Ana Cristina Araújo recuperou em Santa Eufémia as opiniões difundidas há duas décadas pelo paleoantropólogo espanhol Juan Luis Arsuaga e por João Zilhão, arqueólogo que liderou a equipa de escavou a “Criança do Lapedo”.
“O [Juan Luis] Arsuaga e o João Zilhão disseram que havia 50 anos [de potencial para estudo no Abrigo do Lagar Velho], há 20 anos. Eu diria que, hoje, também há para mais 50 anos. E já passaram 20 anos”.
A arqueóloga reconheceu, contudo, dificuldades.
“Temos um vale riquíssimo em abrigos. Mas o tempo que demorámos só para escavar no Lagar Velho 30 centímetros [em 5 anos], com as análises todas e ainda o que falta estudar mais. É preciso realmente muita paciência e que os políticos acreditem em nós”.
Apesar de o Lagar Velho ter “muita coisa por escavar”, há “muita vontade de passar para o vale [do Lapedo]”.
“Agora nós é que nos questionamos: temos perguntas que justificam escavar mais ou queremos investir noutro sítio? É algo que temos de discutir de forma muito séria”, admitiu Ana Cristina Araújo.

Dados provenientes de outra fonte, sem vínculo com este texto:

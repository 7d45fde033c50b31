//! Session state and the token responses that populate it.

use chrono::{DateTime, Utc};
use serde::{Deserialize, Deserializer};

/// The authenticated session held by a client.
///
/// The bearer token and the `Authorization` header value are the same
/// field: [`AuthSession::authorization`] is derived from the held token, and
/// [`AuthSession::set_token`] is the only way to change it.
#[derive(Clone, Default, PartialEq, Eq)]
pub struct AuthSession {
    token: Option<String>,
    user_id: Option<String>,
    user_token: Option<String>,
    expire_at: Option<DateTime<Utc>>,
}

impl std::fmt::Debug for AuthSession {
    fn fmt(&self, f: &mut std::fmt::Formatter<'_>) -> std::fmt::Result {
        f.debug_struct("AuthSession")
            .field("token", &self.token.as_ref().map(|_| "[REDACTED]"))
            .field("user_id", &self.user_id)
            .field("user_token", &self.user_token.as_ref().map(|_| "[REDACTED]"))
            .field("expire_at", &self.expire_at)
            .finish()
    }
}

impl AuthSession {
    /// The held session token.
    pub fn token(&self) -> Option<&str> {
        self.token.as_deref()
    }

    /// The authenticated user's id, when the API reported one.
    pub fn user_id(&self) -> Option<&str> {
        self.user_id.as_deref()
    }

    /// Secondary user token returned by a one-time token exchange.
    pub fn user_token(&self) -> Option<&str> {
        self.user_token.as_deref()
    }

    /// When the held token expires, if known.
    pub fn expire_at(&self) -> Option<DateTime<Utc>> {
        self.expire_at
    }

    /// Returns true if a session token is held.
    pub fn is_authenticated(&self) -> bool {
        self.token.is_some()
    }

    /// `Authorization` header value for the held token.
    pub fn authorization(&self) -> Option<String> {
        self.token.as_ref().map(|token| format!("Bearer {}", token))
    }

    pub(crate) fn set_token(&mut self, token: String) {
        self.token = Some(token);
    }

    pub(crate) fn set_expire_at(&mut self, expire_at: Option<DateTime<Utc>>) {
        self.expire_at = expire_at;
    }

    pub(crate) fn set_user(&mut self, user_id: Option<String>, user_token: Option<String>) {
        if user_id.is_some() {
            self.user_id = user_id;
        }
        if user_token.is_some() {
            self.user_token = user_token;
        }
    }
}

/// What a successful login returns to the caller.
#[derive(Clone, PartialEq, Eq)]
pub struct AuthResult {
    /// The new session token.
    pub token: String,
    /// The authenticated user's id, if reported.
    pub user_id: Option<String>,
}

impl std::fmt::Debug for AuthResult {
    fn fmt(&self, f: &mut std::fmt::Formatter<'_>) -> std::fmt::Result {
        f.debug_struct("AuthResult")
            .field("token", &"[REDACTED]")
            .field("user_id", &self.user_id)
            .finish()
    }
}

/// Body returned by `/auth/login` and `/auth/refresh`.
#[derive(Clone, Default, Deserialize)]
#[serde(rename_all = "camelCase")]
pub struct TokenResponse {
    /// Session token.
    #[serde(default)]
    pub token: Option<String>,
    /// User id (the API sends either a number or a string).
    #[serde(default, deserialize_with = "string_or_number")]
    pub user_id: Option<String>,
    /// Secondary user token.
    #[serde(default)]
    pub user_token: Option<String>,
    /// Token expiry.
    #[serde(default, deserialize_with = "deserialize_timestamp")]
    pub expire_at: Option<DateTime<Utc>>,
}

impl std::fmt::Debug for TokenResponse {
    fn fmt(&self, f: &mut std::fmt::Formatter<'_>) -> std::fmt::Result {
        f.debug_struct("TokenResponse")
            .field("token", &self.token.as_ref().map(|_| "[REDACTED]"))
            .field("user_id", &self.user_id)
            .field("user_token", &self.user_token.as_ref().map(|_| "[REDACTED]"))
            .field("expire_at", &self.expire_at)
            .finish()
    }
}

impl TokenResponse {
    /// The token, if present and non-empty.
    pub(crate) fn take_token(&mut self) -> Option<String> {
        self.token.take().filter(|t| !t.is_empty())
    }
}

fn string_or_number<'de, D>(deserializer: D) -> Result<Option<String>, D::Error>
where
    D: Deserializer<'de>,
{
    #[derive(Deserialize)]
    #[serde(untagged)]
    enum Id {
        Number(i64),
        Text(String),
    }

    Ok(Option::<Id>::deserialize(deserializer)?.map(|id| match id {
        Id::Number(n) => n.to_string(),
        Id::Text(s) => s,
    }))
}

/// Deserialize an optional timestamp given as an RFC 3339 string or as
/// epoch milliseconds. Usable with `#[serde(deserialize_with = ...)]`.
pub fn deserialize_timestamp<'de, D>(deserializer: D) -> Result<Option<DateTime<Utc>>, D::Error>
where
    D: Deserializer<'de>,
{
    use serde::de::Error as _;

    #[derive(Deserialize)]
    #[serde(untagged)]
    enum Repr {
        Millis(i64),
        Text(String),
    }

    match Option::<Repr>::deserialize(deserializer)? {
        None => Ok(None),
        Some(Repr::Millis(ms)) => DateTime::from_timestamp_millis(ms)
            .map(Some)
            .ok_or_else(|| D::Error::custom(format!("timestamp out of range: {ms}"))),
        Some(Repr::Text(text)) => DateTime::parse_from_rfc3339(&text)
            .map(|dt| Some(dt.with_timezone(&Utc)))
            .map_err(D::Error::custom),
    }
}
//! # srvu-auth
//!
//! SeniorVu session management.
//!
//! ## Security
//!
//! - Sensitive data (tokens, passwords, API keys) are redacted in Debug output
//! - Tracing/logging skips credential parameters
//! - Error messages are sanitized by the transport before they surface here
//!
//! ## Supported Authentication Methods
//!
//! - **One-time token** - A short-lived `srvu-…` token exchanged for a session
//! - **Email and password** - Interactive login
//! - **API key** - Server-to-server integration
//! - **Refresh** - Renewing the held session token before it expires
//!
//! ## Example
//!
//! ```rust,ignore
//! use seniorvu_auth::{Credentials, TokenManager};
//! use seniorvu_client::HttpClient;
//!
//! #[tokio::main]
//! async fn main() -> Result<(), seniorvu_auth::Error> {
//!     let tokens = TokenManager::new(HttpClient::default_client()?);
//!
//!     let creds = Credentials::new()
//!         .with_email("me@example.com")
//!         .with_password("hunter2");
//!     let session = tokens.authenticate("https://www.seniorvu.com", &creds).await?;
//!
//!     if tokens.needs_refresh() {
//!         tokens.refresh("https://www.seniorvu.com").await?;
//!     }
//!
//!     Ok(())
//! }
//! ```

mod credentials;
mod error;
mod expiry;
mod manager;
mod session;

pub use credentials::{is_one_time_token, Credentials, LoginMethod, LoginRequest};
pub use error::{Error, ErrorKind, Result};
pub use expiry::{expires_soon, expires_soon_at, REFRESH_WINDOW_SECS};
pub use manager::{auth_url, TokenManager};
pub use session::{deserialize_timestamp, AuthResult, AuthSession, TokenResponse};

Relativamente às novidades, a arqueóloga municipal Vânia Carvalho destacou dados que comprovam que a sepultura da “Criança do Lapedo” “não é algo que acontece isoladamente há 29 mil anos”, mas sim “no curso de uma vida normal e quotidiana, de idas ao vale, por nómadas”.
Por outro lado, há grande expectativa pelo que ainda está por descobrir.
“Há uma reentrância muito mais extensa para dentro do nível atualmente escavado. Sabemos que há mais contextos arqueológicos para baixo, não é estéril. Mas há também grande possibilidade de haver para dentro [da reentrância]”.
Da parte do município de Leiria, a vice-presidente, Anabela Graça, confirmou em Santa Eufémia que está em fase de conclusão a aquisição de cerca de cinco hectares no Vale do Lapedo, para investir na preservação e promoção do sítio os 900 mil euros previstos para o Abrigo do Lagar Velho no Programa de Recuperação e Resiliência (PRR) para a Cultura.
Anabela Graça prometeu ainda que a autarquia vai manter investigação no sítio arqueológico.
“É nossa obrigação continuar a apoiar este projeto”, concluiu.